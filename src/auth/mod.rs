//! Authentication: password hashing and the request credential extractor.

pub mod current_user;
pub mod password;
//! Database repository for users.

use chrono::{DateTime, Utc};
use sqlx::{FromRow, PgConnection};
use thiserror::Error;
use tracing::instrument;
use uuid::Uuid;

use crate::auth::password;
use crate::db::{
    errors::{DbError, Result},
    handlers::repository::Repository,
    models::users::{UserCreateDBRequest, UserDBResponse},
};
use crate::types::{UserId, abbrev_uuid};

/// Why a credential check failed.
///
/// `UserNotFound` and `InvalidPassword` stay distinct here; collapsing them
/// into one opaque message is the API layer's job (see [`crate::errors`]).
#[derive(Error, Debug)]
pub enum AuthError {
    /// Empty email or password, rejected before any storage access
    #[error("email and password must not be empty")]
    InvalidInput,

    /// No user with the given email
    #[error("user not found")]
    UserNotFound,

    /// The password did not match the stored hash
    #[error("invalid password")]
    InvalidPassword,

    /// Hash parsing or the verification task itself failed
    #[error("verifying password")]
    Verification(#[source] anyhow::Error),

    /// Underlying storage failure during lookup
    #[error(transparent)]
    Database(#[from] DbError),
}

// Database entity model. Holds the password hash and therefore never leaves
// this module; outward results are projected into UserDBResponse.
#[derive(Debug, Clone, FromRow)]
struct User {
    pub id: UserId,
    pub email: String,
    pub password_hash: String,
    pub created_at: DateTime<Utc>,
    pub updated_at: DateTime<Utc>,
}

impl From<User> for UserDBResponse {
    fn from(user: User) -> Self {
        Self {
            id: user.id,
            email: user.email,
            created_at: user.created_at,
            updated_at: user.updated_at,
        }
    }
}

pub struct Users<'c> {
    db: &'c mut PgConnection,
}

#[async_trait::async_trait]
impl<'c> Repository for Users<'c> {
    type CreateRequest = UserCreateDBRequest;
    type Response = UserDBResponse;
    type Id = UserId;

    #[instrument(skip(self, request), err)]
    async fn create(&mut self, request: &Self::CreateRequest) -> Result<Self::Response> {
        // Always generate a new ID for users
        let user_id = Uuid::new_v4();

        let user = sqlx::query_as::<_, User>(
            r#"
            INSERT INTO users (id, email, password_hash)
            VALUES ($1, $2, $3)
            RETURNING id, email, password_hash, created_at, updated_at
            "#,
        )
        .bind(user_id)
        .bind(&request.email)
        .bind(&request.password_hash)
        .fetch_one(&mut *self.db)
        .await?;

        Ok(UserDBResponse::from(user))
    }

    #[instrument(skip(self), fields(user_id = %abbrev_uuid(&id)), err)]
    async fn get_by_id(&mut self, id: Self::Id) -> Result<Option<Self::Response>> {
        let user = sqlx::query_as::<_, User>(
            "SELECT id, email, password_hash, created_at, updated_at FROM users WHERE id = $1",
        )
        .bind(id)
        .fetch_optional(&mut *self.db)
        .await?;

        Ok(user.map(UserDBResponse::from))
    }
}

impl<'c> Users<'c> {
    pub fn new(db: &'c mut PgConnection) -> Self {
        Self { db }
    }

    #[instrument(skip(self, email), err)]
    pub async fn get_by_email(&mut self, email: &str) -> Result<Option<UserDBResponse>> {
        let user = self.fetch_by_email(email).await?;
        Ok(user.map(UserDBResponse::from))
    }

    /// Verify a user's credentials and return the user if successful.
    ///
    /// The returned record carries no password hash; the hash is compared in
    /// here and goes no further.
    #[instrument(skip(self, email, password), err)]
    pub async fn authenticate(&mut self, email: &str, password: &str) -> std::result::Result<UserDBResponse, AuthError> {
        if email.is_empty() || password.is_empty() {
            return Err(AuthError::InvalidInput);
        }

        let user = self
            .fetch_by_email(email)
            .await
            .map_err(AuthError::Database)?
            .ok_or(AuthError::UserNotFound)?;

        // Argon2 verification is CPU-bound; keep it off the async runtime.
        let hash = user.password_hash.clone();
        let password = password.to_string();
        let is_valid = tokio::task::spawn_blocking(move || password::verify_string(&password, &hash))
            .await
            .map_err(|e| AuthError::Verification(anyhow::anyhow!("join password verification task: {e}")))?
            .map_err(|e| AuthError::Verification(anyhow::Error::new(e)))?;

        if !is_valid {
            return Err(AuthError::InvalidPassword);
        }

        Ok(UserDBResponse::from(user))
    }

    async fn fetch_by_email(&mut self, email: &str) -> Result<Option<User>> {
        let user = sqlx::query_as::<_, User>(
            "SELECT id, email, password_hash, created_at, updated_at FROM users WHERE email = $1",
        )
        .bind(email)
        .fetch_optional(&mut *self.db)
        .await?;

        Ok(user)
    }
}

#[cfg(test)]
mod tests {
    use super::*;
    use sqlx::PgPool;

    async fn create_user(pool: &PgPool, email: &str, password: &str) -> UserDBResponse {
        let mut conn = pool.acquire().await.unwrap();
        let mut repo = Users::new(&mut conn);
        let request = UserCreateDBRequest {
            email: email.to_string(),
            password_hash: password::hash_string(password).unwrap(),
        };
        repo.create(&request).await.unwrap()
    }

    #[sqlx::test]
    #[test_log::test]
    async fn test_create_and_round_trip(pool: PgPool) {
        let created = create_user(&pool, "round@example.com", "pw").await;

        let mut conn = pool.acquire().await.unwrap();
        let mut repo = Users::new(&mut conn);

        let by_email = repo.get_by_email("round@example.com").await.unwrap().unwrap();
        assert_eq!(by_email.id, created.id);

        let by_id = repo.get_by_id(created.id).await.unwrap().unwrap();
        assert_eq!(by_id.email, "round@example.com");
        assert_eq!(by_id.id, by_email.id);
    }

    #[sqlx::test]
    #[test_log::test]
    async fn test_get_by_id_missing_is_none(pool: PgPool) {
        let mut conn = pool.acquire().await.unwrap();
        let mut repo = Users::new(&mut conn);
        let found = repo.get_by_id(Uuid::new_v4()).await.unwrap();
        assert!(found.is_none());
    }

    #[sqlx::test]
    #[test_log::test]
    async fn test_duplicate_email_is_unique_violation(pool: PgPool) {
        create_user(&pool, "dup@example.com", "pw").await;

        let mut conn = pool.acquire().await.unwrap();
        let mut repo = Users::new(&mut conn);
        let request = UserCreateDBRequest {
            email: "dup@example.com".to_string(),
            password_hash: password::hash_string("other").unwrap(),
        };
        let err = repo.create(&request).await.unwrap_err();
        assert!(matches!(err, DbError::UniqueViolation { .. }), "got {err:?}");
    }

    #[sqlx::test]
    #[test_log::test]
    async fn test_authenticate_rejects_empty_input(pool: PgPool) {
        let mut conn = pool.acquire().await.unwrap();
        let mut repo = Users::new(&mut conn);

        let err = repo.authenticate("", "secret").await.unwrap_err();
        assert!(matches!(err, AuthError::InvalidInput));

        let err = repo.authenticate("user@example.com", "").await.unwrap_err();
        assert!(matches!(err, AuthError::InvalidInput));
    }

    #[sqlx::test]
    #[test_log::test]
    async fn test_authenticate_unknown_email(pool: PgPool) {
        let mut conn = pool.acquire().await.unwrap();
        let mut repo = Users::new(&mut conn);

        let err = repo.authenticate("missing@example.com", "anything").await.unwrap_err();
        assert!(matches!(err, AuthError::UserNotFound));
    }

    #[sqlx::test]
    #[test_log::test]
    async fn test_authenticate_wrong_password(pool: PgPool) {
        create_user(&pool, "auth@example.com", "correct horse").await;

        let mut conn = pool.acquire().await.unwrap();
        let mut repo = Users::new(&mut conn);
        let err = repo.authenticate("auth@example.com", "battery staple").await.unwrap_err();
        assert!(matches!(err, AuthError::InvalidPassword));
    }

    #[sqlx::test]
    #[test_log::test]
    async fn test_authenticate_success(pool: PgPool) {
        let created = create_user(&pool, "auth@example.com", "correct horse").await;

        let mut conn = pool.acquire().await.unwrap();
        let mut repo = Users::new(&mut conn);
        let user = repo.authenticate("auth@example.com", "correct horse").await.unwrap();
        assert_eq!(user.id, created.id);
        assert_eq!(user.email, "auth@example.com");
    }
}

= = = = = = =

▶ **What the task asks**:
Retype, exactly as written, everything from the first line of the data above through the line containing "use tracing::instrument;". Nothing else should appear.

▶ **Answer section**:
filename src/auth/mod.rs
//! Authentication: password hashing and the request credential extractor.

pub mod current_user;
pub mod password;
//! Database repository for users.

use chrono::{DateTime, Utc};
use sqlx::{FromRow, PgConnection};
use thiserror::Error;
use tracing::instrument;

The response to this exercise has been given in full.